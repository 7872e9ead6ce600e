// compiler.rs — Policy source → CompiledPolicy.
//
// Pipeline for one compilation unit:
//
// 1. Tokenize (lexer errors become diagnostics, scanning continues)
// 2. Parse into a PolicyAst (statement-level recovery at newlines)
// 3. Select the resource descriptor named in the source
// 4. Bind the AST against the descriptor (property lookup, type checks,
//    literal coercion)
// 5. Attach a CompiledPolicy only if no error diagnostic was reported
//
// The compiler holds no state, so compiling the same unit twice always gives
// the same diagnostics and an equivalent policy.

use crate::binder;
use crate::context::CompilationContext;
use crate::diagnostic::{Diagnostic, DiagnosticCode};
use crate::engine::CompiledPolicy;
use crate::lexer;
use crate::parser;
use crate::resource::{ResourceCatalog, ResourceDescriptor};
use crate::unit::CompilationUnit;

/// Compiles policy source into executable predicates.
#[derive(Debug, Clone, Copy, Default)]
pub struct PolicyCompiler;

impl PolicyCompiler {
    pub fn new() -> Self {
        Self
    }

    /// Compile `unit` against a single resource descriptor.
    ///
    /// The resource named in the source must match `descriptor.kind`
    /// (case-insensitive).
    pub fn compile(&self, unit: CompilationUnit, descriptor: &ResourceDescriptor) -> CompilationContext {
        self.run(unit, |ast, diagnostics| {
            if ast.resource.eq_ignore_ascii_case(&descriptor.kind) {
                Some(descriptor)
            } else {
                diagnostics.push(Diagnostic::error(
                    DiagnosticCode::ResourceMismatch,
                    format!(
                        "policy validates '{}' but is being compiled for '{}'",
                        ast.resource, descriptor.kind
                    ),
                    ast.resource_span,
                ));
                None
            }
        })
    }

    /// Compile `unit`, selecting the descriptor named by its `resource "..."`
    /// header from `catalog`.
    pub fn compile_with_catalog(
        &self,
        unit: CompilationUnit,
        catalog: &ResourceCatalog,
    ) -> CompilationContext {
        self.run(unit, |ast, diagnostics| {
            let found = catalog.get(&ast.resource);
            if found.is_none() {
                let known: Vec<&str> = catalog.kinds().collect();
                diagnostics.push(Diagnostic::error(
                    DiagnosticCode::UnknownResource,
                    format!(
                        "unknown resource type '{}' (known types: {})",
                        ast.resource,
                        if known.is_empty() {
                            "none".to_string()
                        } else {
                            known.join(", ")
                        }
                    ),
                    ast.resource_span,
                ));
            }
            found
        })
    }

    fn run<'a, F>(&self, unit: CompilationUnit, select: F) -> CompilationContext
    where
        F: FnOnce(&crate::ast::PolicyAst, &mut Vec<Diagnostic>) -> Option<&'a ResourceDescriptor>,
    {
        let (tokens, lex_diagnostics) = lexer::tokenize(unit.source());
        let mut diagnostics = lex_diagnostics;

        let ast = parser::parse(&tokens, &mut diagnostics);
        let mut policy = None;
        if let Some(ast) = ast {
            if let Some(descriptor) = select(&ast, &mut diagnostics) {
                if let Some(statements) =
                    binder::bind(&ast, descriptor, unit.source(), &mut diagnostics)
                {
                    policy = Some(CompiledPolicy::new(
                        unit.name(),
                        descriptor.kind.clone(),
                        statements,
                    ));
                }
            }
        }

        let mut context = CompilationContext::new(unit);
        context.extend(diagnostics);
        let context = context.finish(policy);

        tracing::debug!(
            unit = %context.unit().name(),
            errors = context.errors().count(),
            warnings = context.warnings().count(),
            compiled = context.is_success(),
            "compiled policy"
        );
        context
    }
}

#[cfg(test)]
mod tests {
    use super::*;
    use crate::diagnostic::Severity;
    use crate::engine::ResourcePolicyExecution;
    use crate::resource::{DynamicResource, PropertyType, PropertyValue};

    fn thing() -> ResourceDescriptor {
        ResourceDescriptor::new("Thing", "Test")
            .property("A", PropertyType::Number, "")
            .property("B", PropertyType::Number, "")
            .property("Name", PropertyType::String, "")
            .property("Public", PropertyType::Boolean, "")
            .property("Tags", PropertyType::StringSet, "")
    }

    fn compile(source: &str) -> CompilationContext {
        PolicyCompiler::new().compile(CompilationUnit::from_source("test.policy", source), &thing())
    }

    fn codes(context: &CompilationContext) -> Vec<&'static str> {
        context.diagnostics().iter().map(|d| d.code.as_str()).collect()
    }

    const TWO_STATEMENTS: &str = "resource \"Thing\"\nvalidate {\n    input.A == 1\n    input.B == 2\n}\n";

    #[test]
    fn implicit_and_of_two_statements() {
        let context = compile(TWO_STATEMENTS);
        assert!(context.diagnostics().is_empty(), "{:?}", context.diagnostics());
        let policy = context.policy().unwrap();

        let pass = DynamicResource::new("Thing", "1").with("A", 1i64).with("B", 2i64);
        let fail = DynamicResource::new("Thing", "2").with("A", 1i64).with("B", 3i64);
        let missing = DynamicResource::new("Thing", "3").with("A", 1i64);

        assert_eq!(policy.evaluate(&pass), ResourcePolicyExecution::Passed);
        assert_eq!(policy.evaluate(&fail), ResourcePolicyExecution::Failed);
        assert!(matches!(
            policy.evaluate(&missing),
            ResourcePolicyExecution::Error { .. }
        ));
    }

    #[test]
    fn compiling_twice_is_deterministic() {
        let first = compile(TWO_STATEMENTS);
        let second = compile(TWO_STATEMENTS);
        assert_eq!(first.diagnostics(), second.diagnostics());
        assert_eq!(first.policy(), second.policy());
    }

    #[test]
    fn unknown_property_blocks_the_policy() {
        let context = compile("resource \"Thing\" validate {\n    input.Nope == 1\n}\n");
        assert!(context.has_errors());
        assert!(context.policy().is_none());
        assert_eq!(codes(&context), vec!["ASP0022"]);
        let d = &context.diagnostics()[0];
        assert_eq!(d.span.line, 2);
        assert_eq!(d.span.column, 11);
    }

    #[test]
    fn unknown_property_suggests_spelling() {
        let context = compile("resource \"Thing\" validate {\n    input.name == \"x\"\n}\n");
        assert!(context.diagnostics()[0].message.contains("did you mean 'Name'"));
    }

    #[test]
    fn every_unknown_property_is_reported() {
        let context = compile(
            "resource \"Thing\" validate {\n    input.X == 1\n    input.A == 1 && input.Y == 2\n}\n",
        );
        assert_eq!(codes(&context), vec!["ASP0022", "ASP0022"]);
    }

    #[test]
    fn comments_and_blank_lines_are_ignored() {
        let context = compile(
            "# header\nresource \"Thing\"\n\nvalidate {\n    # first\n    input.A == 1   # trailing\n\n}\n",
        );
        assert!(context.is_success(), "{:?}", context.render_diagnostics());
        assert_eq!(context.policy().unwrap().statements().count(), 1);
    }

    #[test]
    fn warnings_still_yield_a_policy() {
        let context = compile("resource \"Thing\" validate {\n    input.A == \"1\"\n}\n");
        assert!(context.is_success());
        assert_eq!(context.warnings().count(), 1);
        assert_eq!(context.diagnostics()[0].severity, Severity::Warning);
        assert_eq!(codes(&context), vec!["ASP0032"]);

        let resource = DynamicResource::new("Thing", "1").with("A", 1i64);
        assert_eq!(
            context.policy().unwrap().evaluate(&resource),
            ResourcePolicyExecution::Passed
        );
    }

    #[test]
    fn case_insensitive_operator() {
        let context = compile("resource \"Thing\" validate {\n    input.Name ~= \"PROD\"\n}\n");
        let policy = context.policy().unwrap();
        let resource = DynamicResource::new("Thing", "1").with("Name", "prod");
        assert_eq!(policy.evaluate(&resource), ResourcePolicyExecution::Passed);

        let strict = compile("resource \"Thing\" validate {\n    input.Name == \"PROD\"\n}\n");
        assert_eq!(
            strict.policy().unwrap().evaluate(&resource),
            ResourcePolicyExecution::Failed
        );
    }

    #[test]
    fn lists_and_sets() {
        let context = compile(
            "resource \"Thing\" validate {\n    input.Name in [\"a\", \"b\"]\n    input.Tags contains \"team\"\n    input.Tags != []\n}\n",
        );
        assert!(context.is_success(), "{:?}", context.render_diagnostics());
        let policy = context.policy().unwrap();

        let ok = DynamicResource::new("Thing", "1")
            .with("Name", "b")
            .with("Tags", PropertyValue::set(["team", "env"]));
        assert_eq!(policy.evaluate(&ok), ResourcePolicyExecution::Passed);

        let bad = DynamicResource::new("Thing", "2")
            .with("Name", "c")
            .with("Tags", PropertyValue::set(["team"]));
        assert_eq!(policy.evaluate(&bad), ResourcePolicyExecution::Failed);
    }

    #[test]
    fn parenthesized_group_may_span_lines() {
        let context = compile(
            "resource \"Thing\" validate {\n    (input.A >= 1 &&\n     input.B < 10)\n}\n",
        );
        assert!(context.is_success(), "{:?}", context.render_diagnostics());
        let resource = DynamicResource::new("Thing", "1").with("A", 3i64).with("B", 12i64);
        assert_eq!(
            context.policy().unwrap().evaluate(&resource),
            ResourcePolicyExecution::Failed
        );
    }

    #[test]
    fn type_errors() {
        let context = compile(
            "resource \"Thing\" validate {\n    input.Public > true\n    input.A == \"one\"\n    input.Tags == \"x\"\n    input.A == input.Name\n}\n",
        );
        assert!(context.policy().is_none());
        assert_eq!(codes(&context), vec!["ASP0031", "ASP0030", "ASP0030", "ASP0030"]);
    }

    #[test]
    fn resource_mismatch_is_an_error() {
        let context = compile("resource \"Other\" validate {\n    input.A == 1\n}\n");
        assert_eq!(codes(&context), vec!["ASP0021"]);
        assert!(!context.is_success());
    }

    #[test]
    fn catalog_selects_descriptor_by_name() {
        let catalog = ResourceCatalog::new().with(thing());
        let compiler = PolicyCompiler::new();

        let ok = compiler.compile_with_catalog(
            CompilationUnit::from_source("a.policy", "resource \"thing\" validate {\n input.A == 1\n}"),
            &catalog,
        );
        assert!(ok.is_success());
        assert_eq!(ok.policy().unwrap().resource_kind(), "Thing");

        let unknown = compiler.compile_with_catalog(
            CompilationUnit::from_source("b.policy", "resource \"Widget\" validate {\n input.A == 1\n}"),
            &catalog,
        );
        assert_eq!(codes(&unknown), vec!["ASP0020"]);
        assert!(unknown.diagnostics()[0].message.contains("Thing"));
    }

    #[test]
    fn syntax_errors_recover_per_line() {
        let context = compile(
            "resource \"Thing\" validate {\n    input.A == \n    input.B = 2\n    input.A == 1\n}\n",
        );
        assert!(context.errors().count() >= 2, "{:?}", context.render_diagnostics());
        assert!(context.policy().is_none());
        assert!(context.render_diagnostics()[0].starts_with("test.policy:2:"));
    }
}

### WORK INSTRUCTION
Find the word "PropertyValue" in the entries, and copy every line it shows up in.

### YOUR SOLUTION
    use crate::resource::{DynamicResource, PropertyType, PropertyValue};
            .with("Tags", PropertyValue::set(["team", "env"]));
            .with("Tags", PropertyValue::set(["team"]));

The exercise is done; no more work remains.